Бывший комиссар полиции сказал еще какие-то ободряющие, сердечные слова, которые так мило звучат на музыкальном французском языке, и они расстались. Вернувшись домой, Амалия узнала от консьержки, что к ней пришел какой-то русский, совершенно обносившийся. Он упал в обморок прямо внизу, Александр и Ксения унесли его наверх.
Дверь Амалии открыла Аделаида Станиславовна.
– Миша вернулся, – каким-то не своим, чужим голосом проговорила она. – Живой!
Амалия ахнула, поднесла руку ко рту и мимо матери бросилась в комнату. Однако в коридоре ее остановила дочь.
– Он поел и теперь спит, – шепотом сказала Ксения. Затем поколебалась, но все-таки добавила: – Наверное, надо сказать его семье.
– Да, в самом деле, – согласилась Амалия, успокаиваясь.
Однако она все же приоткрыла дверь и заглянула в комнату, где на диване, подложив под щеку ладонь, как в детстве, спал ее сын. Несколько дней назад он был обрит наголо, но теперь волосы стали отрастать, и Амалия сразу же увидела под волосами плохо зарубцевавшийся шрам. К ней подошел Александр.
– Одежду придется сжечь, – шепнул он, – там полно вшей. Кроме того, он приехал по подложным бумагам.
– Хорошо, – тоже шепотом ответила баронесса. – Я займусь бумагами, а ты одеждой.
Михаил проспал тридцать пять часов подряд и пробудился, когда все уже начали тревожиться. К нему подступились с вопросами, но он был не в настроении говорить и попросил поесть. Появилась Лиза с детьми. Дети повисли на шее Михаила, а самый младший, испуганный видом отца, заревел в голос.

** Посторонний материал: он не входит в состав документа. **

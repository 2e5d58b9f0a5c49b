use std::path::PathBuf;
use std::sync::Arc;

use material_forge::asset_store::{self, AssetStore};
use material_forge::generator::{GeneratedMaterial, MaterialGenerator, ParameterKind, ParameterTable};
use material_forge::graph::Graph;
use material_forge::material_info::{FeaturesFlags, MaterialInfo, UsageFlags};
use uuid::Uuid;

const TEXTURE_ASSET: &str = "6f1c2d1e-5a3b-4c2d-9e8f-0123456789ab";
const STONE_LAYER: &str = "0b7e4c55-8d1f-4e2a-a3b4-c5d6e7f80912";
const SELF_CALL_FUNCTION: &str = "9d2f7a10-3c4b-4d5e-8f60-718293a4b5c6";

fn cases_root() -> PathBuf {
    PathBuf::from(env!("CARGO_MANIFEST_DIR")).join("tests").join("cases")
}

fn load_graph(case: &str) -> Graph {
    let path = cases_root().join(case).join("surface.json");
    let text = std::fs::read_to_string(&path)
        .unwrap_or_else(|e| panic!("case {case}: failed to read {}: {e}", path.display()));
    Graph::from_json_str(&text)
        .unwrap_or_else(|e| panic!("case {case}: invalid graph: {e}"))
        .graph
}

fn load_assets(case: &str) -> AssetStore {
    let dir = cases_root().join(case).join("assets");
    if dir.is_dir() {
        asset_store::load_from_dir(&dir).unwrap_or_else(|e| panic!("case {case}: {e:#}"))
    } else {
        AssetStore::new()
    }
}

fn generate(case: &str) -> GeneratedMaterial {
    MaterialGenerator::new(
        Uuid::new_v5(&Uuid::NAMESPACE_OID, case.as_bytes()),
        Arc::new(load_graph(case)),
        MaterialInfo::default(),
        load_assets(case),
    )
    .generate()
}

/// Body of `GetMaterial<suffix>`.
fn tree_body<'a>(source: &'a str, suffix: &str) -> &'a str {
    let start = source
        .find(&format!("GetMaterial{suffix}("))
        .unwrap_or_else(|| panic!("no GetMaterial{suffix} in:\n{source}"));
    let rest = &source[start..];
    let end = rest.find("\treturn material;").unwrap_or(rest.len());
    &rest[..end]
}

#[test]
fn empty_opaque_material_uses_channel_defaults() {
    let out = generate("empty_opaque");
    let ps = tree_body(&out.source, "PS");
    assert!(!out.source.contains("input.TexCoord.xy"));
    assert!(ps.contains("material.Color = float3(0.5,0.5,0.5);"));
    assert!(ps.contains("material.Normal = float3(0,0,1);"));
    assert!(ps.contains("material.Metalness = 0;"));
    assert!(ps.contains("material.Roughness = 0.4;"));
    assert!(ps.contains("material.Specular = 0.5;"));
    assert!(tree_body(&out.source, "VS").contains("material.PositionOffset = float3(0,0,0);"));

    assert_eq!(ParameterTable::deserialize(&out.parameters), Some(Vec::new()));
    assert_eq!(out.info.usage_flags, UsageFlags::empty());
    assert_eq!(out.info.features_flags, FeaturesFlags::empty());
    assert!(out.errors.is_empty());
    assert!(out.dependencies.is_empty());
}

#[test]
fn textured_diffuse_samples_into_color() {
    let out = generate("textured_diffuse");
    let ps = tree_body(&out.source, "PS");
    assert!(
        ps.contains("\tfloat4 Local1 = Param1.Sample(SamplerLinearWrap, input.TexCoord.xy);\n"),
        "{ps}"
    );
    assert!(ps.contains("material.Color = Local1.rgb;"));

    let params = ParameterTable::deserialize(&out.parameters).expect("parameters blob");
    assert_eq!(params.len(), 1);
    assert_eq!(params[0].kind, ParameterKind::Texture2D);
    assert_eq!(params[0].asset_id, Some(Uuid::parse_str(TEXTURE_ASSET).unwrap()));
    assert_eq!(params[0].shader_name, "Param1");
    assert!(out.source.contains("Param1 : register(t0);"));
    assert!(out.errors.is_empty());
}

#[test]
fn layer_sampled_with_two_uvs_gets_two_locals() {
    let out = generate("layer_two_uvs");
    assert!(out.errors.is_empty(), "{:?}", out.errors);
    assert_eq!(out.dependencies, vec![Uuid::parse_str(STONE_LAYER).unwrap()]);

    let ps = tree_body(&out.source, "PS");
    // One struct per UV slot plus the blended result.
    assert_eq!(ps.matches("= (MaterialLayer)0;").count(), 3, "{ps}");
    assert_eq!(ps.matches(".Roughness = 0.8;").count(), 2, "{ps}");

    // The custom UV sample snapshots and restores the interpolated UVs.
    let save = ps.find(" = input.TexCoord.xy;").expect("uv snapshot");
    let set = ps.find("input.TexCoord.xy = float2(0.5,0.5);").expect("uv override");
    let line_start = ps[..save].rfind('\t').unwrap_or(0);
    let saved = ps[line_start..save].trim().trim_start_matches("float2 ").to_string();
    let restore = ps
        .find(&format!("input.TexCoord.xy = {saved};"))
        .expect("uv restore");
    assert!(save < set && set < restore);
    assert!(ps.contains("material = "));
}

#[test]
fn recursive_function_yields_zero_and_one_error() {
    let out = generate("function_recursion");
    let ps = tree_body(&out.source, "PS");
    assert!(ps.contains("material.Metalness = (0 + 0);"), "{ps}");
    assert_eq!(out.errors.len(), 1, "{:?}", out.errors);
    assert!(out.errors[0].message.contains("recursive"));
    assert_eq!(out.dependencies, vec![Uuid::parse_str(SELF_CALL_FUNCTION).unwrap()]);
}

#[test]
fn generation_is_deterministic() {
    for case in ["empty_opaque", "textured_diffuse", "layer_two_uvs", "function_recursion"] {
        let a = generate(case);
        let b = generate(case);
        assert_eq!(a.source, b.source, "case {case}");
        assert_eq!(a.parameters, b.parameters, "case {case}");
    }
}

#[test]
fn fixture_graphs_have_symmetric_connections() {
    for case in ["empty_opaque", "textured_diffuse", "layer_two_uvs", "function_recursion", "legacy_v1"] {
        assert!(load_graph(case).connections_are_symmetric(), "case {case}");
    }
}

#[test]
fn legacy_envelope_loads_as_deprecated() {
    let path = cases_root().join("legacy_v1").join("surface.json");
    let loaded = Graph::load(std::fs::File::open(path).unwrap(), true).unwrap();
    assert!(loaded.deprecated);

    let out = MaterialGenerator::new(Uuid::new_v4(), Arc::new(loaded.graph), MaterialInfo::default(), AssetStore::new())
        .generate();
    assert!(tree_body(&out.source, "PS").contains("material.Roughness = 0.25;"));
}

Потом все собрались в большой столовой с витражами по рисункам де Фёра[7], на которых были изображены прекрасные дамы в шляпках и длинных платьях (солнечные лучи, проходя сквозь цветные стекла, отбрасывали на лица присутствующих причудливые блики). Вся безвозвратно ушедшая Прекрасная эпоха была запечатлена на этих очаровательных, уютных, легкомысленных витражах. Общая беседа не клеилась, женщины то и дело плакали, хотя их губы улыбались.
Вернулся! Живой!
– Я не буду рассказывать, что видел, – заговорил наконец Михаил, – это не предмет для застольной беседы. Скажу только одно: превратить большую прекрасную страну в это… – Он замолчал, на его скулах ходуном заходили желваки.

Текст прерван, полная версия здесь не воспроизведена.